Updated.. My concept for Joseph Conrad's Heart of Darkness book -
The close-up shows cloth-bound cover in-keeping with the Folio Society's published books and their illustration competition's remit to design using 2 or 3 colours.  It depicts the featured characters of Conrad's story and the fog-bound Paddle Steamer anchored on the treacherous Congo river as it sits in imminent danger of attack by Savages -

My competition entry included flat artwork for the book's cover together with 3 illustrated page scenes of my choosing.  The publisher's illustration competition presented the ideal opportunity for me to demonstrate a particular visual style for Conrad's novel.  First published 115 years ago, he wrote it from his own serialized short-story adventures that appeared in magazines of the day for readers who were hungry for knowledge about uncharted regions of the world. 

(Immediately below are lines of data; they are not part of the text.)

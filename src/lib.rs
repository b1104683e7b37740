//! Linktally - click/view analytics engine for a link-in-bio backend
//!
//! Turns a stream of raw redirect-interaction events (one row per click,
//! carrying client IP and User-Agent) into day-bucketed, incrementally
//! refreshed summary rows, and fronts those summaries with a short-TTL
//! response cache. Recomputation is pull-driven: rows are materialized
//! and refreshed lazily when read, never by a background scheduler.
//!
//! # Architecture
//! - `analytics`: the aggregation core (per-day get-or-refresh, range and
//!   summary drivers, interaction recorder, response DTOs)
//! - `storage`: SeaORM storage backend and the repository seam over the
//!   two link families (social-media links, custom short links)
//! - `cache`: cache-aside response layer (memory / Redis)
//! - `device`: User-Agent device classification
//! - `config`: configuration management
//! - `errors`: crate-wide error type
//!
//! Authentication, link CRUD, HTTP routing and file upload live in
//! out-of-scope collaborators: this crate receives already-resolved
//! caller identities and raw bearer tokens for cache keying only.

pub mod analytics;
pub mod cache;
pub mod config;
pub mod device;
pub mod errors;
pub mod logging;
pub mod storage;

1st scene, Chapter 2, page 39.  The river-boat Captain Marlow learns of the kind of driven man the rogue Kurtz is when he's told about Kurtz's returning back up river immediately after dropping off a record load of Ivory -

'I seemed to see Kurtz for the first time.'

2nd scene, Chapter 2, page 55.  Marlow's knackered Paddle Steamer under attack by those godless Savages as it navigates the snags in the river's fast currents -

'Arrows, by Jove! We were being shot at!'
3rd scene, Chapter 3, page 81.  At the Inner-Station, Marlow confronts the sick Kurtz crawling through the long grass while the Savages get increasingly more restless - 

'I came apon him, and, if he had not heard me coming, I would have fallen over him too.'
Never mind that Francis Ford Coppala plundered the book's narrative for his movie Apocalypse Now, this Fossil of a Ripping Yarn would be just that if it weren't still naggingly relevant.  Set in what was then Belgium's colonial Congo with its loose imperialist morals, Conrad's exploration into the horrors he witnessed there is still recognizable if you share the collective guilt over the West's liberalist expansion of democracy.  Its mighty military industrial complex, NATO in league with off-shore multinationals' looting of raw materials from foreign sovereign states, and motivated predominantly for private profit, and in cahoots with 'approved media' outlets, describes 'the Horror!' hinted at in the Heart of Darkness

It's that Elephant-in-the-room, apparently tuskless now as I see my own struggles as a jobbing Illustrator in the digital age of publishing - My felt ignominy after paying 25 quid to compete in this futile opportunity to gain their illustration commission, then that tweet announcing the chosen 25 longlisted candidates was without me included ...Aaagh! the horror of finding my hard work was acknowledged with no more than a cursory 'Thank you to all those who took part' set me to a task.  So now I have put up this G+Community where fellow losers can freely show-off their own illustrated interpretations of Conrad's classic masterpiece with me and have a bit of collective moan fest too.


  1. Good luck old chum. Looks fab!

  2. Hey Jim,

    Fantastic illustrations as discussed last week. Think this combination of pencil, pen and colour truly captures the essence and mystery of Conrad's novel. As mentioned i particularly like the cover image which immediately sets the scene and the characters… no mean feat. You've really managed to illustrate the endless, impenetrable density of the jungle and the way it dwarfs the steamer on the lurid yellow river… pretty much the way i pictured it in my mind when i read the book.

    It would without doubt make a great graphic novel.

    You may like to amend you introductory piece; Apocalypse Now was directed by Francis Ford Coppala not George Lucas.

    Regards Dave.

    1. Much thanks Dave, your insights are much appreciated indeed!!
      I've amended that gaff

  3. Damn and Blast, I never made it as far as the longlist of chosen candidates showing here:
    I'm guessing but after seeing the judges preferred choices, I think my visual interpretation of Joseph Conrad's story adventure into the then uncharted Congo in search of that rogue Kurts was just too literally matter-of-fact for the publisher's expected readership taste who, I can only wonder, exist on a diet of liberal political pap and vegan wholemeal cheesy-wine slurry. My interpreting Joseph Conrad's story was I think not superficially self-conscious and stylisticly pseudo-expressionistic enough!

    What I've gleaned from the judges preferred interpretation is I'm done with competitions setup by Publishers regarding Illustrators and Authors like Milking-cows.

    The final winner will be announced in September. Still, I remain envious.